[Dataset items]

use super::{deleted, require_name, Repository};
use crate::entity::{TableNameCache, RESOURCE};
use crate::error::AppError;
use crate::models::{to_attributes, CreateResource, Resource, UpdateResource};
use crate::paging::{Paged, Paging};
use crate::sql::Filter;
use sqlx::PgPool;
use std::sync::Arc;

#[derive(Clone, Debug)]
pub struct ResourceService {
    repo: Repository,
}

impl ResourceService {
    pub fn new(tables: Arc<TableNameCache>, pool: PgPool) -> Self {
        ResourceService {
            repo: Repository::new(&RESOURCE, tables, pool),
        }
    }

    pub async fn list(&self, paging: Paging) -> Result<Paged<Resource>, AppError> {
        self.repo.find_all(&Filter::new(), Some(paging)).await
    }

    pub async fn get(&self, id: i64) -> Result<Resource, AppError> {
        self.repo.find_by_id(&Filter::new().eq("id", id)).await
    }

    pub async fn create(&self, dto: &CreateResource) -> Result<Resource, AppError> {
        require_name(&dto.name)?;
        self.repo.create(&to_attributes(dto)?).await
    }

    pub async fn update(&self, id: i64, dto: &UpdateResource) -> Result<Resource, AppError> {
        if let Some(name) = &dto.name {
            require_name(name)?;
        }
        self.repo.update_by_id(id, &to_attributes(dto)?).await
    }

    pub async fn delete(&self, id: i64) -> Result<(), AppError> {
        deleted(self.repo.soft_delete(id).await?, RESOURCE.label())
    }
}
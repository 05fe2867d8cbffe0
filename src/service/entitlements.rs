use super::{deleted, require_name, Repository};
use crate::entity::{TableNameCache, ENTITLEMENT, RESOURCE};
use crate::error::AppError;
use crate::models::{to_attributes, CreateEntitlement, Entitlement, Resource, UpdateEntitlement};
use crate::paging::{Paged, Paging};
use crate::sql::Filter;
use sqlx::PgPool;
use std::sync::Arc;

#[derive(Clone, Debug)]
pub struct EntitlementService {
    repo: Repository,
}

fn check_counts(service_period_days: Option<i32>, quantity_per_period: Option<i32>) -> Result<(), AppError> {
    if service_period_days.is_some_and(|d| d < 0) || quantity_per_period.is_some_and(|q| q < 0) {
        return Err(AppError::Validation(
            "service_period_days and quantity_per_period must not be negative".into(),
        ));
    }
    Ok(())
}

impl EntitlementService {
    pub fn new(tables: Arc<TableNameCache>, pool: PgPool) -> Self {
        EntitlementService {
            repo: Repository::new(&ENTITLEMENT, tables, pool),
        }
    }

    pub async fn list(&self, paging: Paging) -> Result<Paged<Entitlement>, AppError> {
        self.repo.find_all(&Filter::new(), Some(paging)).await
    }

    pub async fn get(&self, id: i64) -> Result<Entitlement, AppError> {
        self.repo.find_by_id(&Filter::new().eq("id", id)).await
    }

    /// Resources granted by entitlement `id`; `([], 0)` when it has none or does not exist.
    pub async fn resources(&self, id: i64) -> Result<Paged<Resource>, AppError> {
        self.repo.find_related_and_count_by(id, &RESOURCE).await
    }

    pub async fn create(&self, dto: &CreateEntitlement) -> Result<Entitlement, AppError> {
        require_name(&dto.name)?;
        check_counts(Some(dto.service_period_days), Some(dto.quantity_per_period))?;
        self.repo.create(&to_attributes(dto)?).await
    }

    pub async fn update(&self, id: i64, dto: &UpdateEntitlement) -> Result<Entitlement, AppError> {
        if let Some(name) = &dto.name {
            require_name(name)?;
        }
        check_counts(dto.service_period_days, dto.quantity_per_period)?;
        self.repo.update_by_id(id, &to_attributes(dto)?).await
    }

    pub async fn delete(&self, id: i64) -> Result<(), AppError> {
        deleted(self.repo.soft_delete(id).await?, ENTITLEMENT.label())
    }
}
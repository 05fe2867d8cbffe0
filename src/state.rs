//! Shared application state for all routes.

use crate::config::Config;
use crate::entity::{SchemaTables, TableNameCache};
use crate::service::{EntitlementService, ProductService, ResourceService};
use sqlx::PgPool;
use std::sync::Arc;

#[derive(Clone)]
pub struct AppState {
    pub pool: PgPool,
    pub config: Arc<Config>,
    pub products: ProductService,
    pub entitlements: EntitlementService,
    pub resources: ResourceService,
}

impl AppState {
    /// Services share one table-name cache scoped to the configured schema.
    pub fn new(pool: PgPool, config: Config) -> Self {
        let tables = Arc::new(TableNameCache::new(SchemaTables::new(config.db_schema.clone())));
        AppState {
            products: ProductService::new(Arc::clone(&tables), pool.clone()),
            entitlements: EntitlementService::new(Arc::clone(&tables), pool.clone()),
            resources: ResourceService::new(tables, pool.clone()),
            config: Arc::new(config),
            pool,
        }
    }
}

**YOUR TASK**
Every line in the entries above that mentions the word "impl" must be shown.

**TASK RESULT**
impl ResourceService {
impl EntitlementService {
impl AppState {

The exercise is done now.